===== DATA UNDER STUDY =====

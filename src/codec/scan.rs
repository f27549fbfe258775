//! The recursive walk shared by container decoding and `size_for`.
//!
//! A single [`Scanner`] walks encoded values child by child: it peeks each
//! child's marker, classifies it, works out how many bytes the child
//! occupies and advances past it. What happens to each child is up to the
//! [`Sink`]: [`Materialize`] builds `PackValue`s, [`Measure`] builds
//! nothing and only the consumed byte count matters. Both share the same
//! byte-width logic, so measuring and decoding cannot drift apart.

use super::decode::{self, first, read_header, take};
use super::marker::{self, Family, LIST_FAMILY, MAP_FAMILY, STRUCT_FAMILY, TypeTag};
use crate::error::{PackError, PackResult};
use crate::types::{MAX_SIGNATURE, PackValue};

/// Default limit on container nesting accepted by the decoder.
pub const DEFAULT_MAX_DEPTH: usize = 512;

/// Decoder settings.
#[derive(Debug, Clone, Copy, PartialEq, Eq)]
pub struct DecodeOptions {
    /// Decode unmapped marker bytes as a one-byte null instead of failing
    /// with `UnexpectedByteMarker`.
    pub lenient_markers: bool,
    /// Maximum container nesting. `0` rejects containers entirely.
    pub max_depth: usize,
}

impl Default for DecodeOptions {
    fn default() -> Self {
        Self {
            lenient_markers: false,
            max_depth: DEFAULT_MAX_DEPTH,
        }
    }
}

/// Receives the children found by a [`Scanner`].
///
/// Scalar and string callbacks get a slice holding exactly the child's
/// encoded bytes.
pub(crate) trait Sink {
    type Value;
    type Key;

    /// An unmapped marker accepted under `lenient_markers`.
    fn unmapped(&self, marker: u8) -> Self::Value;
    fn scalar(&self, tag: TypeTag, bytes: &[u8]) -> PackResult<Self::Value>;
    fn string(&self, bytes: &[u8]) -> PackResult<Self::Value>;
    fn key(&self, bytes: &[u8]) -> PackResult<Self::Key>;
    fn list(&self, items: Vec<Self::Value>) -> Self::Value;
    fn map(&self, entries: Vec<(Self::Key, Self::Value)>) -> Self::Value;
    fn structure(&self, signature: u8, fields: Vec<Self::Value>) -> Self::Value;
}

/// Builds decoded values.
pub(crate) struct Materialize;

impl Sink for Materialize {
    type Value = PackValue;
    type Key = String;

    fn unmapped(&self, marker: u8) -> PackValue {
        tracing::warn!(marker, "unmapped marker decoded as null");
        PackValue::Null
    }

    fn scalar(&self, tag: TypeTag, bytes: &[u8]) -> PackResult<PackValue> {
        match tag {
            TypeTag::Null => decode::decode_null(bytes).map(|()| PackValue::Null),
            TypeTag::Bool => decode::decode_bool(bytes).map(PackValue::Bool),
            TypeTag::Float64 => decode::decode_float(bytes).map(PackValue::Float),
            _ => decode::decode_int(bytes).map(PackValue::Int),
        }
    }

    fn string(&self, bytes: &[u8]) -> PackResult<PackValue> {
        decode::decode_string(bytes).map(PackValue::Str)
    }

    fn key(&self, bytes: &[u8]) -> PackResult<String> {
        decode::decode_string(bytes)
    }

    fn list(&self, items: Vec<PackValue>) -> PackValue {
        PackValue::List(items)
    }

    fn map(&self, entries: Vec<(String, PackValue)>) -> PackValue {
        PackValue::Map(entries.into_iter().collect())
    }

    fn structure(&self, signature: u8, fields: Vec<PackValue>) -> PackValue {
        PackValue::Structure(crate::types::PackStructure { signature, fields })
    }
}

/// Builds nothing; used to measure encoded lengths.
///
/// `Vec<()>` never allocates, so walking containers costs no allocation.
pub(crate) struct Measure;

impl Sink for Measure {
    type Value = ();
    type Key = ();

    fn unmapped(&self, _marker: u8) {}

    fn scalar(&self, _tag: TypeTag, _bytes: &[u8]) -> PackResult<()> {
        Ok(())
    }

    fn string(&self, _bytes: &[u8]) -> PackResult<()> {
        Ok(())
    }

    fn key(&self, _bytes: &[u8]) -> PackResult<()> {
        Ok(())
    }

    fn list(&self, _items: Vec<()>) {}

    fn map(&self, _entries: Vec<((), ())>) {}

    fn structure(&self, _signature: u8, _fields: Vec<()>) {}
}

/// Walks encoded values, handing each child to a [`Sink`].
///
/// Every method takes a slice starting at a marker byte that may extend
/// past the value, and returns the number of bytes the value occupies
/// together with what the sink built.
pub(crate) struct Scanner<S> {
    sink: S,
    options: DecodeOptions,
}

impl<S: Sink> Scanner<S> {
    pub(crate) fn new(sink: S, options: DecodeOptions) -> Self {
        Self { sink, options }
    }

    pub(crate) fn value(&self, bytes: &[u8], depth: usize) -> PackResult<(usize, S::Value)> {
        let m = first(bytes)?;
        let tag = match marker::try_classify(m) {
            Some(tag) => tag,
            None if self.options.lenient_markers => return Ok((1, self.sink.unmapped(m))),
            None => return Err(PackError::UnexpectedByteMarker(m)),
        };

        match tag {
            TypeTag::String => {
                let len = decode::string_len(bytes)?;
                Ok((len, self.sink.string(take(bytes, len)?)?))
            }
            TypeTag::List => {
                let (len, items) = self.list(bytes, depth)?;
                Ok((len, self.sink.list(items)))
            }
            TypeTag::Map => {
                let (len, entries) = self.map(bytes, depth)?;
                Ok((len, self.sink.map(entries)))
            }
            TypeTag::Structure => {
                let (len, (signature, fields)) = self.structure(bytes, depth)?;
                Ok((len, self.sink.structure(signature, fields)))
            }
            scalar => {
                let width = scalar.fixed_width().unwrap_or(1);
                Ok((width, self.sink.scalar(scalar, take(bytes, width)?)?))
            }
        }
    }

    pub(crate) fn list(
        &self,
        bytes: &[u8],
        depth: usize,
    ) -> PackResult<(usize, Vec<S::Value>)> {
        let (count, mut pos) = self.open(bytes, &LIST_FAMILY, depth)?;
        let items = self.elements(bytes, &mut pos, count, depth)?;
        Ok((pos, items))
    }

    pub(crate) fn map(
        &self,
        bytes: &[u8],
        depth: usize,
    ) -> PackResult<(usize, Vec<(S::Key, S::Value)>)> {
        let (count, mut pos) = self.open(bytes, &MAP_FAMILY, depth)?;
        let mut entries = Vec::with_capacity(count.min(bytes.len() - pos));
        for _ in 0..count {
            let rest = &bytes[pos..];
            let m = first(rest)?;
            if marker::try_classify(m) != Some(TypeTag::String) {
                return Err(PackError::NotImplementedYet(format!(
                    "map key with marker 0x{m:02X}, only string keys are supported"
                )));
            }
            let key_len = decode::string_len(rest)?;
            let key = self.sink.key(take(rest, key_len)?)?;
            pos += key_len;

            let (value_len, value) = self.value(&bytes[pos..], depth + 1)?;
            pos += value_len;
            entries.push((key, value));
        }
        Ok((pos, entries))
    }

    pub(crate) fn structure(
        &self,
        bytes: &[u8],
        depth: usize,
    ) -> PackResult<(usize, (u8, Vec<S::Value>))> {
        let (count, mut pos) = self.open(bytes, &STRUCT_FAMILY, depth)?;
        let signature = *bytes
            .get(pos)
            .ok_or(PackError::length(pos + 1, bytes.len()))?;
        if signature > MAX_SIGNATURE {
            return Err(PackError::IncorrectValue(format!(
                "structure signature 0x{signature:02X} exceeds 0x7F"
            )));
        }
        pos += 1;
        let fields = self.elements(bytes, &mut pos, count, depth)?;
        Ok((pos, (signature, fields)))
    }

    /// Reads a container header, enforcing the depth limit. Returns the
    /// element count and the offset of the first element.
    fn open(&self, bytes: &[u8], family: &Family, depth: usize) -> PackResult<(usize, usize)> {
        if depth >= self.options.max_depth {
            return Err(PackError::ResourceExhausted(format!(
                "nesting deeper than {} containers",
                self.options.max_depth
            )));
        }
        let header = read_header(bytes, family)?;
        Ok((header.len, header.size))
    }

    fn elements(
        &self,
        bytes: &[u8],
        pos: &mut usize,
        count: usize,
        depth: usize,
    ) -> PackResult<Vec<S::Value>> {
        // Every element takes at least one byte.
        let mut items = Vec::with_capacity(count.min(bytes.len() - *pos));
        for _ in 0..count {
            let (len, item) = self.value(&bytes[*pos..], depth + 1)?;
            *pos += len;
            items.push(item);
        }
        Ok(items)
    }
}
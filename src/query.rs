//! Query descriptions handed to the store.

use crate::error::{Error, Result};
use serde::{Deserialize, Serialize};
use serde_json::Value;

/// How a query's children are ordered.
#[derive(Debug, Clone, PartialEq, Eq, Default, Serialize, Deserialize)]
#[serde(rename_all = "camelCase")]
pub enum Order {
    /// The store's default ordering.
    #[default]
    Default,
    /// By child key.
    Key,
    /// By the value found at a (possibly nested, `/`-separated) child path.
    Child(String),
    /// By the child's own value.
    Value,
    /// By the child's `.priority`.
    Priority,
}

/// A range boundary: a bare ordering value, or a value with a key tiebreak.
///
/// For key-ordered queries the bare value is the key itself.
#[derive(Debug, Clone, PartialEq, Serialize, Deserialize)]
#[serde(untagged)]
pub enum Bound {
    /// Value plus the key that breaks ties between equal values.
    Keyed { value: Value, key: String },
    /// A bare value (`null` is a valid boundary).
    Value(Value),
}

impl Bound {
    /// The ordering value of the boundary.
    pub fn value(&self) -> &Value {
        match self {
            Bound::Keyed { value, .. } | Bound::Value(value) => value,
        }
    }

    /// The tiebreak key, if one was given.
    pub fn key(&self) -> Option<&str> {
        match self {
            Bound::Keyed { key, .. } => Some(key),
            Bound::Value(_) => None,
        }
    }
}

/// A cap on the number of children a query returns.
#[derive(Debug, Clone, Copy, PartialEq, Eq, Serialize, Deserialize)]
#[serde(rename_all = "camelCase")]
pub enum Limit {
    /// The first `n` children in order.
    First(usize),
    /// The last `n` children in order.
    Last(usize),
}

/// A path in the store plus the ordering, range and limit applied to its
/// children.
///
/// A query with no constraints is a *reference* to the path.
///
/// # Examples
///
/// ```
/// use livefold::{Bound, Limit, Order, Query};
/// use serde_json::json;
///
/// let query = Query::new("/scores/")
///     .order_by_child("points")
///     .start_at(Bound::Value(json!(10)))
///     .limit_to_first(5);
/// assert_eq!(query.path(), "scores");
/// assert_eq!(query.order(), &Order::Child("points".to_string()));
/// assert_eq!(query.limit(), Some(Limit::First(5)));
/// assert!(!query.is_reference());
/// assert!(query.reference().is_reference());
/// ```
#[derive(Debug, Clone, PartialEq, Serialize, Deserialize)]
pub struct Query {
    path: String,
    order: Order,
    start_at: Option<Bound>,
    end_at: Option<Bound>,
    limit: Option<Limit>,
}

impl Query {
    /// A reference to `path`. Leading, trailing and repeated `/` are dropped.
    pub fn new(path: &str) -> Self {
        Query {
            path: normalize_path(path),
            order: Order::Default,
            start_at: None,
            end_at: None,
            limit: None,
        }
    }

    /// Build a query from options, rejecting more than one ordering.
    ///
    /// # Errors
    ///
    /// Returns [`Error::MultipleOrderings`] if more than one `order_by_*`
    /// option is set.
    pub fn with_options(path: &str, options: &QueryOptions) -> Result<Self> {
        let orderings = [
            options.order_by_child.is_some(),
            options.order_by_key,
            options.order_by_priority,
            options.order_by_value,
        ];
        if orderings.iter().filter(|set| **set).count() > 1 {
            return Err(Error::MultipleOrderings);
        }

        let mut query = Query::new(path);
        if let Some(child) = &options.order_by_child {
            query = query.order_by_child(child);
        } else if options.order_by_key {
            query = query.order_by_key();
        } else if options.order_by_priority {
            query = query.order_by_priority();
        } else if options.order_by_value {
            query = query.order_by_value();
        }
        if let Some(bound) = &options.equal_to {
            query = query.equal_to(bound.clone());
        }
        if let Some(bound) = &options.start_at {
            query = query.start_at(bound.clone());
        }
        if let Some(bound) = &options.end_at {
            query = query.end_at(bound.clone());
        }
        if let Some(n) = options.limit_to_first {
            query = query.limit_to_first(n);
        }
        if let Some(n) = options.limit_to_last {
            query = query.limit_to_last(n);
        }
        Ok(query)
    }

    /// Order children by key.
    pub fn order_by_key(mut self) -> Self {
        self.order = Order::Key;
        self
    }

    /// Order children by the value at `child`.
    pub fn order_by_child(mut self, child: &str) -> Self {
        self.order = Order::Child(normalize_path(child));
        self
    }

    /// Order children by their own value.
    pub fn order_by_value(mut self) -> Self {
        self.order = Order::Value;
        self
    }

    /// Order children by priority.
    pub fn order_by_priority(mut self) -> Self {
        self.order = Order::Priority;
        self
    }

    /// Only children at or after `bound`.
    pub fn start_at(mut self, bound: Bound) -> Self {
        self.start_at = Some(bound);
        self
    }

    /// Only children at or before `bound`.
    pub fn end_at(mut self, bound: Bound) -> Self {
        self.end_at = Some(bound);
        self
    }

    /// Only children equal to `bound`.
    pub fn equal_to(self, bound: Bound) -> Self {
        self.start_at(bound.clone()).end_at(bound)
    }

    /// Keep at most the first `n` children.
    pub fn limit_to_first(mut self, n: usize) -> Self {
        self.limit = Some(Limit::First(n));
        self
    }

    /// Keep at most the last `n` children.
    pub fn limit_to_last(mut self, n: usize) -> Self {
        self.limit = Some(Limit::Last(n));
        self
    }

    /// Normalized path of the queried node (no leading or trailing `/`).
    pub fn path(&self) -> &str {
        &self.path
    }

    /// Last segment of the path, or `""` for the root.
    pub fn key(&self) -> &str {
        self.path.rsplit('/').next().unwrap_or("")
    }

    pub fn order(&self) -> &Order {
        &self.order
    }

    pub fn start(&self) -> Option<&Bound> {
        self.start_at.as_ref()
    }

    pub fn end(&self) -> Option<&Bound> {
        self.end_at.as_ref()
    }

    pub fn limit(&self) -> Option<Limit> {
        self.limit
    }

    /// The unconstrained reference this query was built on.
    pub fn reference(&self) -> Query {
        Query::new(&self.path)
    }

    /// Returns `true` if no ordering, range or limit is applied.
    pub fn is_reference(&self) -> bool {
        self.order == Order::Default
            && self.start_at.is_none()
            && self.end_at.is_none()
            && self.limit.is_none()
    }
}

/// Declarative query input, as accepted by [`Query::with_options`].
///
/// Deserializes from camelCase JSON:
///
/// ```
/// use livefold::{Bound, QueryOptions};
/// use serde_json::json;
///
/// let options: QueryOptions = serde_json::from_value(json!({
///     "orderByChild": "points",
///     "startAt": {"value": 10, "key": "bob"},
///     "limitToFirst": 3
/// }))
/// .unwrap();
/// assert_eq!(options.order_by_child.as_deref(), Some("points"));
/// assert_eq!(options.start_at, Some(Bound::Keyed { value: json!(10), key: "bob".to_string() }));
/// ```
#[derive(Debug, Clone, Default, PartialEq, Serialize, Deserialize)]
#[serde(default, rename_all = "camelCase")]
pub struct QueryOptions {
    pub order_by_child: Option<String>,
    pub order_by_key: bool,
    pub order_by_priority: bool,
    pub order_by_value: bool,
    pub start_at: Option<Bound>,
    pub end_at: Option<Bound>,
    pub equal_to: Option<Bound>,
    pub limit_to_first: Option<usize>,
    pub limit_to_last: Option<usize>,
}

pub(crate) fn normalize_path(path: &str) -> String {
    path.split('/')
        .filter(|segment| !segment.is_empty())
        .collect::<Vec<_>>()
        .join("/")
}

=====

- [WHAT YOU HAVE TO DO]:
A single number is asked for: how many lines in the entries above hold the string "camelCase".

- [OUTPUT OF THE EXERCISE]:
4